Ordered that the order is reversed, with costs, and the motion is granted.
This is a claim to recover damages for personal injuries sustained by the claimant's daughter while the daughter was a patient at Kingsboro Psychiatric Center. The claimant informed the New York State Commission on Quality of Care for the Mentally Disabled (hereinafter the Commission) of her daughter's alleged injuries and the Commission commenced an investigation into the incident. The Commission apparently documented some of its findings concerning Kingsboro Psychiatric Center in a report which reviewed the living conditions in nine New York State mental institutions. The report allegedly contained reference to this action in a footnote which stated that a claim was made against the State of New York concerning injuries sustained by a young woman when she burned her face on an exposed pipe in Kingsboro.

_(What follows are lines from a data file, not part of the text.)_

//! Logging configuration.

use serde::{Deserialize, Serialize};

/// Logging and tracing configuration.
#[derive(Debug, Clone, Serialize, Deserialize)]
pub struct LoggingConfig {
    /// Log level: `"trace"`, `"debug"`, `"info"`, `"warn"`, `"error"`.
    #[serde(default = "default_level")]
    pub level: String,
    /// Log format: `"json"` or `"pretty"`.
    #[serde(default = "default_format")]
    pub format: String,
}

impl Default for LoggingConfig {
    fn default() -> Self {
        Self {
            level: default_level(),
            format: default_format(),
        }
    }
}

fn default_level() -> String {
    "info".to_string()
}

fn default_format() -> String {
    "json".to_string()
}
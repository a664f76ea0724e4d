//! Lifecycle and configuration events consumed by BackupHub services.
//!
//! Events are delivered by explicit calls on registered listeners
//! (see [`crate::traits::ConfigListener`]); there is no implicit discovery.

pub mod config;

pub use config::{ConfigUpdateEvent, ConfigValidateEvent};
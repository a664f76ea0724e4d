//! # backuphub-database
//!
//! PostgreSQL connection management, migrations and concrete repositories
//! for the job queue and the advisory-lock cluster locks.

pub mod connection;
pub mod migration;
pub mod repositories;

pub use connection::DatabasePool;
pub use repositories::lock::PgLockStore;
//! Convenience result type alias for BackupHub.

use crate::error::AppError;

/// A specialized `Result` type for BackupHub operations.
pub type AppResult<T> = Result<T, AppError>;
//! Configuration source and listener contracts.

use async_trait::async_trait;

use crate::config::SystemConfig;
use crate::events::{ConfigUpdateEvent, ConfigValidateEvent};
use crate::result::AppResult;

/// Source of the dynamic system configuration.
#[async_trait]
pub trait ConfigProvider: Send + Sync + std::fmt::Debug + 'static {
    /// Read the current configuration, bypassing any cache.
    async fn load_system_config(&self) -> AppResult<SystemConfig>;
}

/// Receives configuration events.
///
/// Both hooks default to no-ops so listeners only implement what they need.
#[async_trait]
pub trait ConfigListener: Send + Sync + std::fmt::Debug + 'static {
    /// Inspect a proposed configuration. Returning an error vetoes it.
    fn on_config_validate(&self, _event: &ConfigValidateEvent) -> AppResult<()> {
        Ok(())
    }

    /// React to a committed configuration.
    async fn on_config_update(&self, _event: &ConfigUpdateEvent) -> AppResult<()> {
        Ok(())
    }
}
//! Worker management CLI commands.

use std::sync::Arc;

use chrono::{Duration, Utc};
use clap::{Args, Subcommand};
use uuid::Uuid;

use crate::output;
use backuphub_core::error::AppError;
use backuphub_core::types::JobName;
use backuphub_database::repositories::job::JobRepository;
use backuphub_entity::job::{CreateJob, JobState};
use backuphub_worker::JobQueue;

/// Arguments for worker commands
#[derive(Debug, Args)]
pub struct WorkerArgs {
    /// Worker subcommand
    #[command(subcommand)]
    pub command: WorkerCommand,
}

/// Worker subcommands
#[derive(Debug, Subcommand)]
pub enum WorkerCommand {
    /// Show worker/queue status
    Status,
    /// Enqueue a job of the given type
    Trigger {
        /// Job type to trigger (e.g. backup_database)
        job_type: String,
    },
    /// Cancel a job that has not started yet
    Cancel {
        /// Job ID
        id: Uuid,
    },
    /// Delete finished jobs older than the given age
    Cleanup {
        /// Age in days
        #[arg(short, long, default_value_t = 30)]
        days: i64,
    },
}

/// Execute worker commands
pub async fn execute(args: &WorkerArgs, config_path: &str) -> Result<(), AppError> {
    let config = super::load_config(config_path).await?;
    let pool = super::create_db_pool(&config).await?;
    let job_repo = Arc::new(JobRepository::new(pool));

    match &args.command {
        WorkerCommand::Status => {
            let queue = JobQueue::new(
                Arc::clone(&job_repo),
                "backuphub-cli".to_string(),
                config.dump.max_attempts,
            );
            let stats = queue.stats().await?;

            println!("Worker Queue Status:");
            for state in JobState::ALL {
                output::print_kv(state.as_str(), &stats.count(state).to_string());
            }
            output::print_kv("Worker Enabled", &config.worker.enabled.to_string());
            output::print_kv("Concurrency", &config.worker.concurrency.to_string());
            output::print_kv("Queues", &config.worker.queues.join(", "));
        }
        WorkerCommand::Trigger { job_type } => {
            let job_name: JobName = job_type.parse()?;
            let job = job_repo
                .create(&CreateJob::for_job(job_name, config.dump.max_attempts))
                .await?;

            output::print_success(&format!(
                "Job '{}' enqueued on '{}' (id: {})",
                job_name, job.queue, job.id
            ));
        }
        WorkerCommand::Cancel { id } => {
            let job = job_repo
                .find_by_id(*id)
                .await?
                .ok_or_else(|| AppError::not_found(format!("Job {} not found", id)))?;

            if job.state.is_terminal() {
                output::print_warning(&format!("Job {} already {}", id, job.state));
            } else if job_repo.cancel(*id).await? {
                output::print_success(&format!("Job {} cancelled", id));
            } else {
                output::print_warning(&format!("Job {} is {} and cannot be cancelled", id, job.state));
            }
        }
        WorkerCommand::Cleanup { days } => {
            let before = Utc::now() - Duration::days((*days).max(0));
            let removed = job_repo.cleanup_old(before).await?;
            output::print_success(&format!("Removed {} finished jobs", removed));
        }
    }

    Ok(())
}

The claimant seeks to depose Clarence Sundram on the basis that he was the Chairman of the Commission when the investigation was conducted and the report issued. This report is not contained in the record on appeal and it is, apparently, solely on the basis of this one footnote that the claimant seeks to depose Clarence Sundram.
In its motion papers in the Court of Claims, the State argued, inter alia, that the subpoena to depose Mr. Sundram should be quashed or a protective order granted since Mr. Sundram did not participate in this investigation by the Commission and he has no personal knowledge of the findings. The Court of Claims denied the motion. We now reverse and hold that the State is entitled to the relief requested.
The record reveals that Mr. Sundram is not an employee of Kingsboro Psychiatric Center. Moreover, the claimant has made no showing that he possesses personal knowledge of any facts bearing on the issues in the case which will assist the claimant in preparation for trial (see, Hughson v St. Francis Hosp., 96 A.D.2d 829). Nor has the claimant demonstrated that its prior discovery is otherwise inadequate (see, Garden State Brickface Co. v Stecker, 130 A.D.2d 707, 708; Matter of Rattner v Planning Commn., 110 A.D.2d 840; Rosner v Maimonides Hosp., 89 A.D.2d 847).
In view of our determination, we do not reach the defendant's contentions that Education Law § 6527 (3) and/or a public interest privilege preclude the claimant from deposing Mr. Sundram. Mollen, P.J., Lawrence, Rosenblatt and Miller, JJ., concur.